Soldiers of Gloucestershire Museum – Grant Report

Posted by: Lauren Barnes  |  Posted on: February 14th, 2024

In April 2022 I was lucky enough to receive a grant from the British Korean Society to help fund my trip to South Korea. As Director of Soldiers of Gloucestershire Museum the links we have with the people of South Korea are of huge importance to us. We visit each other regularly and it is important that I go to South Korea to pay my respects and to both work on ongoing projects and create new ones.


On the opening day of our visit to South Korea we headed to Busan to meet colleagues at the United Nations Peace Memorial Hall (UNPMH). This is the national museum of South Korea concerning the Korean War. We received a tour of their excellent facility and then had a few high level meetings. The outcomes of these meetings were excellent. Firstly, we reaffirmed our Memorandum of Understanding which had somewhat lapsed during Covid. We currently have an exhibition of portraits at Soldiers of Gloucestershire Museum of the ten surviving veterans of the Battle of Imjin River. These are the work of ex-England Wicketkeeper and prolific artist Jack Russell. An agreement was put in place that these portraits would be shared with UNPMH and they would go on public display in South Korea January 2025. We also began to put in place a joint learning venture where British and Korean students would be offered the same teaching session at our venues. Finally, along with our South Korean colleagues, we were able to go and pay our respects to fallen veterans who are buried at the United Nations cemetery.

On Day two we headed to the city of Paju. This is the area where the Battle of Imjin River was fought, which heavily featured soldiers from the Gloucestershire Regiment. We already have excellent ties with the city and their people and were looking to reaffirm these. Firstly we met the Mayor and City Council and held several meetings. We were especially keen to thank the people of Paju for their generous donation to the people of Gloucester of PPE during the Covid crisis. Along with colleagues, I then attended a summit with businesses from Paju in which we hoped to further economic cooperation between our county and the city of Paju.

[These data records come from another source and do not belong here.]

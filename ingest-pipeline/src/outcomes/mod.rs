//! Outcome log and operator surface.
//!
//! Every record that reaches a terminal state is reported here. Routine
//! outcomes only move counters; failed and quarantined records are retained
//! for manual triage, and failed ones can be resubmitted to the queue.

use chrono::{DateTime, Utc};
use serde::Serialize;
use std::sync::{Arc, Mutex, MutexGuard, PoisonError};
use tracing::{debug, error, info, warn};
use uuid::Uuid;

use crate::errors::OperatorError;
use crate::queue::{Ack, EnqueueMode, QueueProducer};
use ingest_shared::{Fingerprint, IngestionRecord, RawDocument, Reason, RecordState, SinkResult};

/// Counters per terminal outcome.
#[derive(Debug, Clone, Copy, Default, PartialEq, Eq, Serialize)]
pub struct OutcomeStats {
    pub committed: usize,
    /// Rejected records, duplicates included.
    pub rejected: usize,
    /// Rejected because the fingerprint was already seen.
    pub duplicates: usize,
    pub quarantined: usize,
    pub failed: usize,
}

impl OutcomeStats {
    pub fn total(&self) -> usize {
        self.committed + self.rejected + self.quarantined + self.failed
    }
}

/// A failed or quarantined record kept for manual review.
#[derive(Debug, Clone)]
pub struct TriageEntry {
    pub document: Arc<RawDocument>,
    pub fingerprint: Option<Fingerprint>,
    pub state: RecordState,
    pub reason: Option<Reason>,
    /// For failed records: whether a later run may succeed.
    pub retryable: bool,
    pub attempts: u32,
    /// When a worker took the document off the queue.
    pub received_at: DateTime<Utc>,
    pub finished_at: DateTime<Utc>,
}

/// Which triage entries to list.
#[derive(Debug, Clone, Copy, PartialEq, Eq, Default)]
pub enum TriageFilter {
    #[default]
    All,
    Failed,
    Quarantined,
}

impl TriageFilter {
    fn matches(self, state: RecordState) -> bool {
        match self {
            Self::All => true,
            Self::Failed => state == RecordState::Failed,
            Self::Quarantined => state == RecordState::Quarantined,
        }
    }
}

#[derive(Debug, Default)]
struct LogState {
    stats: OutcomeStats,
    triage: Vec<TriageEntry>,
}

/// Log of terminal outcomes, shared between workers and operators.
#[derive(Debug, Default)]
pub struct OutcomeLog {
    state: Mutex<LogState>,
}

impl OutcomeLog {
    pub fn new() -> Self {
        Self::default()
    }

    fn lock(&self) -> MutexGuard<'_, LogState> {
        self.state.lock().unwrap_or_else(PoisonError::into_inner)
    }

    /// Report a record that reached a terminal state.
    pub fn record(&self, record: &IngestionRecord) {
        let document = record.document();
        let fingerprint = record.fingerprint().map(|fp| fp.short()).unwrap_or("-");
        let reason = record
            .reason()
            .map(ToString::to_string)
            .unwrap_or_default();

        match record.state() {
            RecordState::Committed => {
                debug!(
                    document_id = %document.document_id,
                    fingerprint = %fingerprint,
                    attempts = record.attempts(),
                    "Document committed"
                );
            }
            RecordState::Rejected => {
                debug!(
                    document_id = %document.document_id,
                    fingerprint = %fingerprint,
                    reason = %reason,
                    "Document rejected"
                );
            }
            RecordState::Quarantined => {
                info!(
                    document_id = %document.document_id,
                    fingerprint = %fingerprint,
                    origin = %document.origin,
                    reason = %reason,
                    "Document quarantined"
                );
            }
            RecordState::Failed => {
                error!(
                    document_id = %document.document_id,
                    fingerprint = %fingerprint,
                    origin = %document.origin,
                    attempts = record.attempts(),
                    reason = %reason,
                    "Document failed"
                );
            }
            state => {
                warn!(
                    document_id = %document.document_id,
                    state = %state,
                    "Ignoring report for a record that is not terminal"
                );
                return;
            }
        }

        let mut log = self.lock();
        match record.state() {
            RecordState::Committed => log.stats.committed += 1,
            RecordState::Rejected => {
                log.stats.rejected += 1;
                if record.reason().is_some_and(|r| r.is("duplicate")) {
                    log.stats.duplicates += 1;
                }
            }
            RecordState::Quarantined => log.stats.quarantined += 1,
            RecordState::Failed => log.stats.failed += 1,
            _ => {}
        }

        if matches!(record.state(), RecordState::Failed | RecordState::Quarantined) {
            let retryable = matches!(
                record.sink_result(),
                Some(SinkResult::Failed { retryable: true, .. })
            );
            log.triage.retain(|e| e.document.document_id != document.document_id);
            log.triage.push(TriageEntry {
                document: document.clone(),
                fingerprint: record.fingerprint().cloned(),
                state: record.state(),
                reason: record.reason().cloned(),
                retryable,
                attempts: record.attempts(),
                received_at: record.received_at(),
                finished_at: Utc::now(),
            });
        }
    }

    /// Snapshot of the counters.
    pub fn stats(&self) -> OutcomeStats {
        self.lock().stats
    }

    /// List triage entries, oldest first. Read-only.
    pub fn triage(&self, filter: TriageFilter) -> Vec<TriageEntry> {
        self.lock()
            .triage
            .iter()
            .filter(|entry| filter.matches(entry.state))
            .cloned()
            .collect()
    }

    /// Put a failed record's original document back on the queue.
    ///
    /// The entry leaves the triage list once the queue accepts the document;
    /// if the queue refuses it the entry is kept.
    pub async fn resubmit(
        &self,
        document_id: Uuid,
        producer: &QueueProducer,
        mode: EnqueueMode,
    ) -> Result<Ack, OperatorError> {
        let entry = {
            let mut log = self.lock();
            let index = log
                .triage
                .iter()
                .position(|e| e.document.document_id == document_id)
                .ok_or(OperatorError::NotFound(document_id))?;

            if log.triage[index].state != RecordState::Failed {
                return Err(OperatorError::NotResubmittable {
                    document_id,
                    state: log.triage[index].state,
                });
            }
            log.triage.remove(index)
        };

        match producer.submit(entry.document.clone(), mode).await {
            Ok(ack) => {
                info!(document_id = %document_id, "Resubmitted failed document");
                Ok(ack)
            }
            Err(e) => {
                warn!(document_id = %document_id, error = %e, "Resubmission refused by queue");
                self.lock().triage.push(entry);
                Err(e.into())
            }
        }
    }
}
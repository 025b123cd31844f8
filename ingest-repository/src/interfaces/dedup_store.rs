//! Dedup store trait definition.

use crate::errors::DedupError;
use crate::types::DedupEntry;
use ingest_shared::Fingerprint;

/// Tracks which fingerprints have been claimed or committed.
///
/// The store is injected into the pipeline; there is no global registry.
/// Methods are synchronous and must never be called while awaiting I/O.
///
/// `reserve` is the only operation that claims a fingerprint and must be
/// atomic: no two concurrent callers may both see it return `true` for the
/// same fingerprint.
pub trait DedupStore: Send + Sync {
    /// Non-blocking membership check.
    fn contains(&self, fingerprint: &Fingerprint) -> bool;

    /// Insert the fingerprint if absent. Returns `false` for a duplicate.
    fn reserve(&self, fingerprint: &Fingerprint) -> bool;

    /// Record the first commit of a reserved fingerprint.
    fn mark_committed(&self, fingerprint: &Fingerprint, commit_id: &str);

    /// Record that a reserved fingerprint was quarantined. The reservation
    /// is kept so the document is not reprocessed.
    fn mark_quarantined(&self, fingerprint: &Fingerprint);

    /// Record that a reserved fingerprint failed validation. The reservation
    /// is kept.
    fn mark_rejected(&self, fingerprint: &Fingerprint);

    /// Drop a reservation so a later resubmission can be processed. Only
    /// called when the sink commit failed.
    ///
    /// # Returns
    ///
    /// * `Ok(())` - If the reservation was removed
    /// * `Err(DedupError::AlreadyCommitted)` - If the fingerprint was committed
    /// * `Err(DedupError::NotReserved)` - If the fingerprint is unknown
    fn release(&self, fingerprint: &Fingerprint) -> Result<(), DedupError>;

    /// Look up the entry for a fingerprint.
    fn entry(&self, fingerprint: &Fingerprint) -> Option<DedupEntry>;

    /// Number of tracked fingerprints.
    fn len(&self) -> usize;

    fn is_empty(&self) -> bool {
        self.len() == 0
    }

    /// Batch existence check: the subset of `fingerprints` the store has not
    /// seen, in input order.
    fn missing(&self, fingerprints: &[Fingerprint]) -> Vec<Fingerprint> {
        fingerprints
            .iter()
            .filter(|fp| !self.contains(fp))
            .cloned()
            .collect()
    }
}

On the third day we were given a tour of the DMZ. This was of great importance to me in my role as Director of Soldiers of Gloucestershire Museum. There is perhaps nothing more prominent in reminding people of the extreme division between North and South Korea and for why so many of our soldiers, both British, South Korean and many others, laid their lives down in this conflict.

The afternoon of the same day we visited the National Folk Museum. As someone who has a career in museums and has worked as places like the Ashmolean and IWM it was a truly staggering experience. The museum is brand new and their use of technology to bring the collection to life was on a scale of which I thought unimaginable. In Britain, we are perhaps guilty of thinking we are always at the cutting edge of culture/heritage due to our rich history. Yet what I experienced really opened my eyes to what can be possible with the right attitude and of course investment. We made some good contacts at the museum, and although it is a long-term plan, we hope to host the Folk Museums first ‘outreach gallery’ in Britain.

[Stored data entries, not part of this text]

//! HTTP handlers for the five widget operations
//!
//! Each handler follows the same shape: validate (for mutating requests),
//! resolve the id against the store (lookup-or-404 before anything else on
//! id-scoped routes), perform the single store call, wrap the result in the
//! `data` envelope.

use axum::Json;
use axum::extract::{Path, State};
use axum::http::StatusCode;
use serde::Serialize;
use std::sync::Arc;

use crate::core::error::ApiError;
use crate::core::service::WidgetService;
use crate::core::validation::{CreateWidgetRequest, UpdateWidgetRequest};
use crate::core::widget::{Widget, WidgetId};

/// Application state shared across handlers
#[derive(Clone)]
pub struct AppState {
    pub widgets: Arc<dyn WidgetService>,
}

/// Response envelope: every body is `{"data": ...}`
#[derive(Debug, Serialize)]
pub struct DataEnvelope<T> {
    pub data: T,
}

/// GET /api/widgets
pub async fn list_widgets(
    State(state): State<AppState>,
) -> Result<Json<DataEnvelope<Vec<Widget>>>, ApiError> {
    let widgets = state.widgets.list().await?;

    Ok(Json(DataEnvelope { data: widgets }))
}

/// POST /api/widgets
pub async fn create_widget(
    State(state): State<AppState>,
    Json(payload): Json<CreateWidgetRequest>,
) -> Result<(StatusCode, Json<DataEnvelope<Widget>>), ApiError> {
    let draft = payload.validate()?;
    let widget = state.widgets.create(draft).await?;

    Ok((StatusCode::CREATED, Json(DataEnvelope { data: widget })))
}

/// GET /api/widgets/{id}
pub async fn show_widget(
    State(state): State<AppState>,
    Path(id): Path<WidgetId>,
) -> Result<Json<DataEnvelope<Widget>>, ApiError> {
    let widget = state
        .widgets
        .get(id)
        .await?
        .ok_or(ApiError::WidgetNotFound { id })?;

    Ok(Json(DataEnvelope { data: widget }))
}

/// PUT/PATCH /api/widgets/{id}
pub async fn update_widget(
    State(state): State<AppState>,
    Path(id): Path<WidgetId>,
    Json(payload): Json<UpdateWidgetRequest>,
) -> Result<Json<DataEnvelope<Widget>>, ApiError> {
    // Unresolved id is terminal before the payload is even looked at
    if state.widgets.get(id).await?.is_none() {
        return Err(ApiError::WidgetNotFound { id });
    }

    let patch = payload.validate()?;
    let widget = state
        .widgets
        .update(id, patch)
        .await?
        .ok_or(ApiError::WidgetNotFound { id })?;

    Ok(Json(DataEnvelope { data: widget }))
}

/// DELETE /api/widgets/{id}
pub async fn delete_widget(
    State(state): State<AppState>,
    Path(id): Path<WidgetId>,
) -> Result<Json<DataEnvelope<Option<Widget>>>, ApiError> {
    let removed = state.widgets.delete(id).await?;
    if !removed {
        return Err(ApiError::WidgetNotFound { id });
    }

    // 200 with an explicit null acknowledgement
    Ok(Json(DataEnvelope { data: None }))
}

#[cfg(test)]
mod tests {
    use super::*;

    #[test]
    fn test_envelope_wraps_single_object() {
        let envelope = DataEnvelope {
            data: Widget {
                id: 1,
                name: "foo".to_string(),
                description: "bar".to_string(),
            },
        };
        let value = serde_json::to_value(&envelope).unwrap();
        assert_eq!(value["data"]["name"], "foo");
    }

    #[test]
    fn test_envelope_wraps_collection() {
        let envelope = DataEnvelope::<Vec<Widget>> { data: vec![] };
        let value = serde_json::to_value(&envelope).unwrap();
        assert!(value["data"].as_array().unwrap().is_empty());
    }

    #[test]
    fn test_delete_ack_is_null_data() {
        let envelope = DataEnvelope::<Option<Widget>> { data: None };
        let value = serde_json::to_value(&envelope).unwrap();
        assert!(value["data"].is_null());
    }
}
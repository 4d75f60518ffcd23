//! Storage implementations for the widget service

pub mod in_memory;

pub use in_memory::InMemoryWidgetService;
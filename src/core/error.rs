//! Typed error handling for the widget API
//!
//! Every error the HTTP surface can produce is a variant of [`ApiError`],
//! which knows its own status code, stable error code, and response body.
//!
//! # Error taxonomy
//!
//! - `Unauthorized`: the auth gate rejected the request (401, generic body)
//! - `WidgetNotFound`: an id-scoped route could not resolve its id (404)
//! - `Validation`: a create/update payload violated field constraints (400,
//!   with the failing fields enumerated in `details.fields`)
//! - `Storage`: the store failed; request-fatal, no retries (500, the
//!   underlying cause is logged but never leaked to the caller)

use axum::Json;
use axum::http::StatusCode;
use axum::response::{IntoResponse, Response};
use serde::Serialize;
use std::fmt;

use crate::core::widget::WidgetId;

/// A single failing field in a create/update payload
#[derive(Debug, Clone, PartialEq, Eq, Serialize)]
pub struct FieldViolation {
    /// Name of the offending payload field
    pub field: &'static str,
    /// Human-readable constraint description
    pub message: String,
}

impl FieldViolation {
    pub fn new(field: &'static str, message: impl Into<String>) -> Self {
        Self {
            field,
            message: message.into(),
        }
    }
}

/// The main error type for the widget API
#[derive(Debug)]
pub enum ApiError {
    /// Request did not carry a valid `api-token` header
    Unauthorized,

    /// No Widget exists with the requested id
    WidgetNotFound { id: WidgetId },

    /// Payload validation failed; every violation is reported
    Validation(Vec<FieldViolation>),

    /// Storage backend failure (request-fatal)
    Storage(anyhow::Error),
}

impl fmt::Display for ApiError {
    fn fmt(&self, f: &mut fmt::Formatter<'_>) -> fmt::Result {
        match self {
            ApiError::Unauthorized => write!(f, "Unauthorized"),
            ApiError::WidgetNotFound { id } => {
                write!(f, "widget with id '{}' not found", id)
            }
            ApiError::Validation(violations) => {
                write!(
                    f,
                    "Invalid widget payload ({} violation(s))",
                    violations.len()
                )
            }
            ApiError::Storage(_) => write!(f, "Storage operation failed"),
        }
    }
}

impl std::error::Error for ApiError {
    fn source(&self) -> Option<&(dyn std::error::Error + 'static)> {
        match self {
            ApiError::Storage(e) => Some(e.as_ref()),
            _ => None,
        }
    }
}

impl From<anyhow::Error> for ApiError {
    fn from(err: anyhow::Error) -> Self {
        ApiError::Storage(err)
    }
}

/// Error response structure for HTTP responses
#[derive(Debug, Serialize)]
pub struct ErrorResponse {
    /// Error code for programmatic handling
    pub code: String,
    /// Human-readable error message
    pub message: String,
    /// Optional additional details
    #[serde(skip_serializing_if = "Option::is_none")]
    pub details: Option<serde_json::Value>,
}

impl ApiError {
    /// Get the HTTP status code for this error
    pub fn status_code(&self) -> StatusCode {
        match self {
            ApiError::Unauthorized => StatusCode::UNAUTHORIZED,
            ApiError::WidgetNotFound { .. } => StatusCode::NOT_FOUND,
            ApiError::Validation(_) => StatusCode::BAD_REQUEST,
            ApiError::Storage(_) => StatusCode::INTERNAL_SERVER_ERROR,
        }
    }

    /// Get the stable error code for this error
    pub fn error_code(&self) -> &'static str {
        match self {
            ApiError::Unauthorized => "UNAUTHORIZED",
            ApiError::WidgetNotFound { .. } => "WIDGET_NOT_FOUND",
            ApiError::Validation(_) => "VALIDATION_ERROR",
            ApiError::Storage(_) => "STORAGE_ERROR",
        }
    }

    /// Convert to an error response body
    pub fn to_response(&self) -> ErrorResponse {
        ErrorResponse {
            code: self.error_code().to_string(),
            message: self.to_string(),
            details: self.details(),
        }
    }

    /// Get additional details for the error
    ///
    /// Unauthorized and Storage stay generic; they must not leak internals.
    fn details(&self) -> Option<serde_json::Value> {
        match self {
            ApiError::WidgetNotFound { id } => Some(serde_json::json!({ "id": id })),
            ApiError::Validation(violations) => {
                Some(serde_json::json!({ "fields": violations }))
            }
            _ => None,
        }
    }
}

impl IntoResponse for ApiError {
    fn into_response(self) -> Response {
        if let ApiError::Storage(cause) = &self {
            tracing::error!(error = %cause, "Storage failure while handling request");
        }
        let status = self.status_code();
        let body = Json(self.to_response());
        (status, body).into_response()
    }
}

The final day was the reason that I ultimately made this trip. To be at the site of the Battle of Imjin River on the anniversary was a huge honour. I have always been told how important this battle is in Korean history and how much it means to the people of South Korea. Even so, I assumed that our small party would just arrive at the memorial, quietly lay a wreath and then go on a battlefield tour. I could not have been more wrong! Upon arrival I quickly realised the entire ROK 1st Division were in attendance. There was a band, thirteen different ambassadors from various nations and the highest ranking South Korean officials possible. Again, to be there in person was a great honour but to truly experience how much the South Koreans appreciate the sacrifice of the men whose stories it is now my duty to tell was incredible.

So thank you to the British Korean Society for supporting my trip to the peninsula. I had some amazing experiences and made some great links which will certainly help cultural ties between our two nations flourish well into the future. The Korean War, specifically the Battle of Imjin River, is where the ties between our countries were truly cemented and it is an honour to be a small part of this story.